*** The records
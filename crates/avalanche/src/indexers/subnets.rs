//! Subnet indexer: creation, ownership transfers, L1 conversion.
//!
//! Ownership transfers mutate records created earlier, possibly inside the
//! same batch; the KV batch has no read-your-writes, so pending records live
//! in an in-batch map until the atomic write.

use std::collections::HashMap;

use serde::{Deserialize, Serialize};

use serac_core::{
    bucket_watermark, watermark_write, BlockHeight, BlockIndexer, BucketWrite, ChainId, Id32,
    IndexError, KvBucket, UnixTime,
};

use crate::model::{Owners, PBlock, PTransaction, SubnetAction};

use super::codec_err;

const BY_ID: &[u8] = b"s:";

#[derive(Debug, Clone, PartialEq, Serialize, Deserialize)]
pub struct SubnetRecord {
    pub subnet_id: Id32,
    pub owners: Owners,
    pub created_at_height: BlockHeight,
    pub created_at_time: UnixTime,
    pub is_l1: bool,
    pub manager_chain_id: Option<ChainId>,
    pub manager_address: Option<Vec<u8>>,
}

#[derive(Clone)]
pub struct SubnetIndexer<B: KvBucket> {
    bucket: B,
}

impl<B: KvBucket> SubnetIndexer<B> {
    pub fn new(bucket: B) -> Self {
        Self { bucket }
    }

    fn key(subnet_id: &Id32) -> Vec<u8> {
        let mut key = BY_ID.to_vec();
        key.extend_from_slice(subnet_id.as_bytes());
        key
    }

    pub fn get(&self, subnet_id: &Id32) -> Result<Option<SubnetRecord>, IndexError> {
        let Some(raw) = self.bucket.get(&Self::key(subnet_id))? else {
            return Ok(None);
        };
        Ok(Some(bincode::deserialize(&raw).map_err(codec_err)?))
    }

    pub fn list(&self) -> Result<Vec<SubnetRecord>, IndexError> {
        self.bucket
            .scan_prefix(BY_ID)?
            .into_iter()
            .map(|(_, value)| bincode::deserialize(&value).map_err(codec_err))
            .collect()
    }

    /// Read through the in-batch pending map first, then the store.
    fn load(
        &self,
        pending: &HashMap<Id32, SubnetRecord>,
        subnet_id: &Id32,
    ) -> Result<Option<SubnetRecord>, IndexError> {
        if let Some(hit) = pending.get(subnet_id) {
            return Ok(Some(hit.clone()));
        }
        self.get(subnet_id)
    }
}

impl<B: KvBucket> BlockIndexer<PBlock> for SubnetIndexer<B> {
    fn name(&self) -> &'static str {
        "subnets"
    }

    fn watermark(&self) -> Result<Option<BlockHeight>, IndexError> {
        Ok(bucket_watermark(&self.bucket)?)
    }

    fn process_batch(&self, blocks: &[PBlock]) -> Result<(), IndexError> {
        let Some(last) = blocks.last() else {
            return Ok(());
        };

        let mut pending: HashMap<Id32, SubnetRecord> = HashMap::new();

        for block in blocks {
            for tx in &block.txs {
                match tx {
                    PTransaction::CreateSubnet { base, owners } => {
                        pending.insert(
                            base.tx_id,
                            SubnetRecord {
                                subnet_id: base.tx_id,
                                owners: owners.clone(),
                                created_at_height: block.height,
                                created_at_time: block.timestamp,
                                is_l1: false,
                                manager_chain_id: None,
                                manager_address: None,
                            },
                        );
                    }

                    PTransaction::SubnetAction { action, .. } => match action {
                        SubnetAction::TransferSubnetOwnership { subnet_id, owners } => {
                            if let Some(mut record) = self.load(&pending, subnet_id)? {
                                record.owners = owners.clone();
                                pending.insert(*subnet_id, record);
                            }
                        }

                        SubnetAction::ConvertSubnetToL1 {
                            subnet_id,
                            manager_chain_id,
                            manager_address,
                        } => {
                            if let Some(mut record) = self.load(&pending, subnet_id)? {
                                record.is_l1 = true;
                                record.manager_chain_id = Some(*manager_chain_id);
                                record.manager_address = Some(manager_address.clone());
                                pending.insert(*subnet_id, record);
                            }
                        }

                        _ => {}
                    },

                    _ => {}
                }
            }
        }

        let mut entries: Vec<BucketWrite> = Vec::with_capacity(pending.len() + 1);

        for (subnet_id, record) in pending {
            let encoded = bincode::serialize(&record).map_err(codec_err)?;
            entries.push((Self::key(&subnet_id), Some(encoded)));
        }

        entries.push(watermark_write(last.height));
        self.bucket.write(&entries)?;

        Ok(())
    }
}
******
*** The records
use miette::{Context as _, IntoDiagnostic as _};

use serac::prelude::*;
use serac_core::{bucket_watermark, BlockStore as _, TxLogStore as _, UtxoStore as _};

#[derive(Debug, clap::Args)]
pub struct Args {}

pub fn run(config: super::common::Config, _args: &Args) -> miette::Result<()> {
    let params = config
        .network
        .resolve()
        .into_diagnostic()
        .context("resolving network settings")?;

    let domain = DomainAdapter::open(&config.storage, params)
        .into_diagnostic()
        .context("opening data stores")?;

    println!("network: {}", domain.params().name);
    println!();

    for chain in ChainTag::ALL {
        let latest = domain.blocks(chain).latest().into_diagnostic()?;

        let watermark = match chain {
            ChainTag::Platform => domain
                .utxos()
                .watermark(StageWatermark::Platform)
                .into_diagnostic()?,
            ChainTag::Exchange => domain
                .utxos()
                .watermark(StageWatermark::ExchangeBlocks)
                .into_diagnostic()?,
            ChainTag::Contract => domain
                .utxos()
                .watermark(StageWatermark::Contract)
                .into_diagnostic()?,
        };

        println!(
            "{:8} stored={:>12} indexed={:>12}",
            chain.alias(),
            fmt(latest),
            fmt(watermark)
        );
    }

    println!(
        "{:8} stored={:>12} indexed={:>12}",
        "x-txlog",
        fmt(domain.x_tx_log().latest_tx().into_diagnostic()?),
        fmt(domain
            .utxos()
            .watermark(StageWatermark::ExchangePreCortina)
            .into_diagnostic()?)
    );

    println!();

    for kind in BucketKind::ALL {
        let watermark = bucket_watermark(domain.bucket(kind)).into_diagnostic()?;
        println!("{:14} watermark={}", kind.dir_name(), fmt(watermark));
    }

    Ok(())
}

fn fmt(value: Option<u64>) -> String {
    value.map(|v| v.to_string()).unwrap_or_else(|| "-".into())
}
******
*** The records
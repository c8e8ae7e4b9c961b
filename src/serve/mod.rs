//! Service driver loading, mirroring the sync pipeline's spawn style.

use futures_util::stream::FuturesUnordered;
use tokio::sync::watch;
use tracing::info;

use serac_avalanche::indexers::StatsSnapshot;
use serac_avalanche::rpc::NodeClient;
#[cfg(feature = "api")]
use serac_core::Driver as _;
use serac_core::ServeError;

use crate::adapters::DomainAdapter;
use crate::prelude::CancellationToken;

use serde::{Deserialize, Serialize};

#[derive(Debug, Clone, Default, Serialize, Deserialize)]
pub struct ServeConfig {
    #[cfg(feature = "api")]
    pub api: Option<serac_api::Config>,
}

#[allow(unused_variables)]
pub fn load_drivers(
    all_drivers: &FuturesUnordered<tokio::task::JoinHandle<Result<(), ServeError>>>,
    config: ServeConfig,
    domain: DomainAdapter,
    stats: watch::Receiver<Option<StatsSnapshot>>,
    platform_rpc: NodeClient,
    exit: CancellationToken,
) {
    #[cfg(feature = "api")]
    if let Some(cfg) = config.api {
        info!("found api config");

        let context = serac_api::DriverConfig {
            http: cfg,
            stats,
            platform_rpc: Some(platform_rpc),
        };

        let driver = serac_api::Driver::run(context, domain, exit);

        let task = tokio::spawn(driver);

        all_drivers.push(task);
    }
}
******
### What the task asks
Working from the entries above, find every line in which the word "watch" occurs and copy it.

### Response box
use tokio::sync::watch;
    stats: watch::Receiver<Option<StatsSnapshot>>,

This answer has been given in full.